Abstract
This chapter will help you determine what to do if something goes wrong with your TCP/IP network. The authors combine a review of the most important TCP/IP topics with some helpful troubleshooting guidelines. They also cover the major TCP/IP troubleshooting utilities and discuss how to use them most efficiently. Topics covered in this chapter summarize common TCP/IP-related problems, symptoms, and possible causes, as well as the concrete steps required to troubleshoot them.
GENERAL CONSIDERATIONS
When something goes wrong, we often try to choose a tool that can immediately solve our problem. Before deciding which utility to use, however, you should determine the source of the problem. A number of problems turn out not to be TCP/IP-related (for example, a network interface card malfunction) and need to be solved by other methods. In this chapter, however, we will speak only of TCP/IP-related problems.
TCP/IP problems can be grouped by category, as shown in Table 1.
When a problem occurs, you might want to ask yourself these simple questions:
What should work?
What does work?
What does not work?
What has changed since it last worked?
Answering these questions will help you choose the right tool to isolate the problem. For example, suppose that Mary complains that she is unable to connect to remote NetBIOS hosts by their computer name. After speaking with her, you find out that recently she accidentally deleted some files from the %systemroot%\drivers\etc\ folder on her computer. Knowing what set of actions has resulted in this problem, you will not waste time in low-level connectivity checks, but can go directly to the folder to check for an LMHOSTS file.
WINDOWS NT DIAGNOSTIC TOOLS OVERVIEW
Microsoft Windows NT Server and Workstation have many useful utilities to diagnose and troubleshoot TCP/IP. Many powerful utilities are included in the Windows NT Resource Kit (for example, Browstat (a command line utility that can be used to force the browser elections for a specified domain), Browmon (a graphical utility that can be used to view browsers for selected domains), Wntipcfg (a graphical utility with the same functionality as IPCONFIG). In addition, as you may already know, Microsoft Systems Management Server includes an advanced version of Network Monitor–a great program to trace and monitor your network at the packet level. Table 2 lists common diagnostic utilities that are included in Microsoft TCP/IP.
Each utility may be used to diagnose only one part of a problem. None will solve an entire problem alone. Later in this chapter, you will be introduced how to use these utilities together to troubleshoot your network.
TCP/IP TROUBLESHOOTING GUIDELINES
There is no fixed sequence of steps to troubleshoot TCP/IP-related problems–everything depends on the particular scenario. There are, however, some basic guidelines that fit most situations.

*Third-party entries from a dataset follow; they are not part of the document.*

//! Session lifecycle: registration, login, refresh rotation, logout and
//! password change, plus the profile flows that share the same store.
//!
//! Each user holds at most one refresh token. Login overwrites it, refresh
//! swaps it with a compare-and-swap, logout clears it.

use std::future::Future;
use std::sync::Arc;
use std::time::Duration;

use lazy_static::lazy_static;
use regex::Regex;
use tracing::{info, warn};
use uuid::Uuid;

use super::dto::RegisterForm;
use super::jwt::{JwtKeys, TokenPair};
use super::password::{hash_password_async, verify_password_async};
use crate::error::AppError;
use crate::images::{AssetManager, UploadItem};
use crate::users::model::{AssetSlot, NewUser, PublicUser};
use crate::users::repo::{StoreError, UserStore};

pub(crate) fn is_valid_email(email: &str) -> bool {
    lazy_static! {
        static ref EMAIL_RE: Regex = Regex::new(r"^[^@\s]+@[^@\s]+\.[^@\s]+$").unwrap();
    }
    EMAIL_RE.is_match(email)
}

/// Trimmed value, or `None` if nothing is left.
fn non_blank(v: Option<&str>) -> Option<&str> {
    v.map(str::trim).filter(|s| !s.is_empty())
}

async fn bounded<T>(
    limit: Duration,
    fut: impl Future<Output = Result<T, StoreError>>,
) -> Result<T, AppError> {
    tokio::time::timeout(limit, fut)
        .await
        .map_err(|_| AppError::StoreTimeout)?
        .map_err(AppError::from)
}

#[derive(Debug)]
pub struct LoginOutcome {
    pub user: PublicUser,
    pub tokens: TokenPair,
}

#[derive(Clone)]
pub struct AuthService {
    users: Arc<dyn UserStore>,
    keys: Arc<JwtKeys>,
    assets: AssetManager,
    store_timeout: Duration,
    revoke_on_password_change: bool,
}

impl AuthService {
    pub fn new(
        users: Arc<dyn UserStore>,
        keys: Arc<JwtKeys>,
        assets: AssetManager,
        store_timeout: Duration,
        revoke_on_password_change: bool,
    ) -> Self {
        Self {
            users,
            keys,
            assets,
            store_timeout,
            revoke_on_password_change,
        }
    }

    pub fn keys(&self) -> &JwtKeys {
        &self.keys
    }

    pub async fn register(&self, form: RegisterForm) -> Result<PublicUser, AppError> {
        let RegisterForm {
            username,
            email,
            full_name,
            password,
            avatar,
            cover,
        } = form;

        if [&username, &email, &full_name, &password]
            .iter()
            .any(|f| f.trim().is_empty())
        {
            return Err(AppError::validation("All fields are required"));
        }
        let username = username.trim().to_lowercase();
        let email = email.trim().to_lowercase();
        let full_name = full_name.trim().to_string();
        if !is_valid_email(&email) {
            warn!(email = %email, "invalid email");
            return Err(AppError::validation("Invalid email"));
        }

        if bounded(self.store_timeout, self.users.exists(&username, &email)).await? {
            warn!(username = %username, email = %email, "username or email already registered");
            return Err(AppError::Conflict("Username or email already exists".into()));
        }

        let avatar = avatar.ok_or_else(|| AppError::validation("Avatar file is required"))?;

        let id = Uuid::new_v4();
        let avatar = self.assets.upload(id, AssetSlot::Avatar, avatar).await?;
        let cover = match cover {
            Some(item) => match self.assets.upload(id, AssetSlot::Cover, item).await {
                Ok(r) => Some(r),
                Err(e) => {
                    warn!(error = %e, user_id = %id, "cover upload failed; continuing without cover");
                    None
                }
            },
            None => None,
        };

        let created = match hash_password_async(password).await {
            Ok(password_hash) => {
                let new_user = NewUser {
                    id,
                    username,
                    email,
                    full_name,
                    password_hash,
                    avatar: avatar.clone(),
                    cover: cover.clone(),
                };
                bounded(self.store_timeout, self.users.create(new_user)).await
            }
            Err(e) => Err(e),
        };

        match created {
            Ok(user) => {
                info!(user_id = %user.id, username = %user.username, "user registered");
                Ok(PublicUser::from(&user))
            }
            Err(AppError::StoreTimeout) => {
                // The insert may have committed; the uploads stay referenced if so.
                warn!(user_id = %id, "create timed out; keeping uploaded images");
                Err(AppError::StoreTimeout)
            }
            Err(e) => {
                self.assets.discard(&avatar).await;
                if let Some(cover) = &cover {
                    self.assets.discard(cover).await;
                }
                Err(e)
            }
        }
    }

    pub async fn login(
        &self,
        username: Option<&str>,
        email: Option<&str>,
        password: &str,
    ) -> Result<LoginOutcome, AppError> {
        let username = non_blank(username).map(str::to_lowercase);
        let email = non_blank(email).map(str::to_lowercase);
        if username.is_none() && email.is_none() {
            return Err(AppError::validation("Username or email is required"));
        }

        let user = bounded(
            self.store_timeout,
            self.users
                .find_by_login(username.as_deref(), email.as_deref()),
        )
        .await?
        .ok_or_else(|| AppError::NotFound("User does not exist".into()))?;

        let ok = verify_password_async(password.to_string(), user.password_hash.clone()).await?;
        if !ok {
            warn!(user_id = %user.id, "login invalid password");
            return Err(AppError::Authentication("invalid credentials"));
        }

        let tokens = self.keys.issue_pair(user.id)?;
        // Overwriting the stored token ends any previous session.
        let stored = bounded(
            self.store_timeout,
            self.users.set_refresh_token(user.id, Some(&tokens.refresh_token)),
        )
        .await?;
        if !stored {
            return Err(AppError::NotFound("User does not exist".into()));
        }

        info!(user_id = %user.id, "user logged in");
        Ok(LoginOutcome {
            user: PublicUser::from(&user),
            tokens,
        })
    }

    pub async fn refresh(&self, incoming: Option<&str>) -> Result<TokenPair, AppError> {
        let incoming =
            non_blank(incoming).ok_or(AppError::Authentication("missing refresh token"))?;
        let user_id = self.keys.verify_refresh(incoming)?;

        let user = bounded(self.store_timeout, self.users.find_by_id(user_id))
            .await?
            .ok_or(AppError::Authentication("unknown user"))?;
        if user.refresh_token.as_deref() != Some(incoming) {
            warn!(user_id = %user_id, "refresh token expired or already used");
            return Err(AppError::Authentication(
                "refresh token expired or already used",
            ));
        }

        let tokens = self.keys.issue_pair(user_id)?;
        let rotated = bounded(
            self.store_timeout,
            self.users
                .rotate_refresh_token(user_id, incoming, &tokens.refresh_token),
        )
        .await?;
        if !rotated {
            // Lost a race with a concurrent refresh or logout.
            warn!(user_id = %user_id, "refresh token consumed concurrently");
            return Err(AppError::Authentication(
                "refresh token expired or already used",
            ));
        }

        info!(user_id = %user_id, "refresh token rotated");
        Ok(tokens)
    }

    pub async fn logout(&self, user_id: Uuid) -> Result<(), AppError> {
        let cleared = bounded(self.store_timeout, self.users.set_refresh_token(user_id, None)).await?;
        if !cleared {
            warn!(user_id = %user_id, "logout for unknown user");
        }
        info!(user_id = %user_id, "user logged out");
        Ok(())
    }

    pub async fn change_password(
        &self,
        user_id: Uuid,
        old_password: &str,
        new_password: &str,
    ) -> Result<(), AppError> {
        if new_password.trim().is_empty() {
            return Err(AppError::validation("New password is required"));
        }
        let user = bounded(self.store_timeout, self.users.find_by_id(user_id))
            .await?
            .ok_or_else(|| AppError::NotFound("User does not exist".into()))?;

        let ok = verify_password_async(old_password.to_string(), user.password_hash).await?;
        if !ok {
            warn!(user_id = %user_id, "change password with wrong old password");
            return Err(AppError::Authentication("invalid credentials"));
        }

        let hash = hash_password_async(new_password.to_string()).await?;
        let updated = bounded(
            self.store_timeout,
            self.users
                .set_password_hash(user_id, &hash, self.revoke_on_password_change),
        )
        .await?;
        if !updated {
            return Err(AppError::NotFound("User does not exist".into()));
        }
        info!(
            user_id = %user_id,
            session_revoked = self.revoke_on_password_change,
            "password changed"
        );
        Ok(())
    }

    pub async fn current_user(&self, user_id: Uuid) -> Result<PublicUser, AppError> {
        bounded(self.store_timeout, self.users.find_by_id(user_id))
            .await?
            .map(|u| PublicUser::from(&u))
            .ok_or_else(|| AppError::NotFound("User does not exist".into()))
    }

    pub async fn update_account(
        &self,
        user_id: Uuid,
        full_name: Option<&str>,
        email: Option<&str>,
    ) -> Result<PublicUser, AppError> {
        let (Some(full_name), Some(email)) = (non_blank(full_name), non_blank(email)) else {
            return Err(AppError::validation("All fields are required"));
        };
        let email = email.to_lowercase();
        if !is_valid_email(&email) {
            return Err(AppError::validation("Invalid email"));
        }

        let user = bounded(
            self.store_timeout,
            self.users.update_account(user_id, full_name, &email),
        )
        .await?
        .ok_or_else(|| AppError::NotFound("User does not exist".into()))?;
        info!(user_id = %user_id, "account details updated");
        Ok(PublicUser::from(&user))
    }

    /// Replaces the avatar or cover image; the previous object is deleted
    /// only after the new reference is stored.
    pub async fn update_asset(
        &self,
        user_id: Uuid,
        slot: AssetSlot,
        item: Option<UploadItem>,
    ) -> Result<PublicUser, AppError> {
        let item = item.ok_or_else(|| {
            AppError::validation(match slot {
                AssetSlot::Avatar => "Avatar file is missing",
                AssetSlot::Cover => "Cover image file is missing",
            })
        })?;
        let user = bounded(self.store_timeout, self.users.find_by_id(user_id))
            .await?
            .ok_or_else(|| AppError::NotFound("User does not exist".into()))?;

        let users = self.users.clone();
        let limit = self.store_timeout;
        let updated = self
            .assets
            .replace(user.id, slot, user.asset(slot), item, |asset| async move {
                bounded(limit, users.set_asset(user_id, slot, &asset))
                    .await?
                    .ok_or_else(|| AppError::NotFound("User does not exist".into()))
            })
            .await?;

        info!(user_id = %user_id, slot = slot.as_str(), "profile image replaced");
        Ok(PublicUser::from(&updated))
    }
}
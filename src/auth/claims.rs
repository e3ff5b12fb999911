use serde::{Deserialize, Serialize};
use uuid::Uuid;

/// Type of JWT: access or refresh.
#[derive(Debug, Clone, Copy, Serialize, Deserialize, PartialEq, Eq)]
#[serde(rename_all = "lowercase")]
pub enum TokenKind {
    Access,
    Refresh,
}

/// JWT payload. Signed, not encrypted: nothing sensitive goes in here.
#[derive(Debug, Clone, Serialize, Deserialize)]
pub struct Claims {
    pub sub: Uuid,       // user ID
    pub iat: usize,      // issued at (unix timestamp)
    pub exp: usize,      // expires at (unix timestamp)
    pub iss: String,     // issuer
    pub aud: String,     // audience
    pub kind: TokenKind, // token type
    pub jti: Uuid,       // unique per token
}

The first thing you should do is to ensure the physical connection is functioning. It’s useless to employ a host of troubleshooting utilities if the office hub is malfunctioning. When link reliability is in question, for example, when the WAN link is malfunctioning, you may want to ping various remote hosts to check connectivity.
Once you’re sure the links are functioning properly, you should start testing the local host’s configuration parameters, then examine routing configurations, and finally check name resolution issues. The hierarchy of troubleshooting steps is illustrated in Figure 1. Note that you test the lower layers of the TCP/IP stack first. Once the low-level TCP/IP functions are working correctly, move to the higher levels.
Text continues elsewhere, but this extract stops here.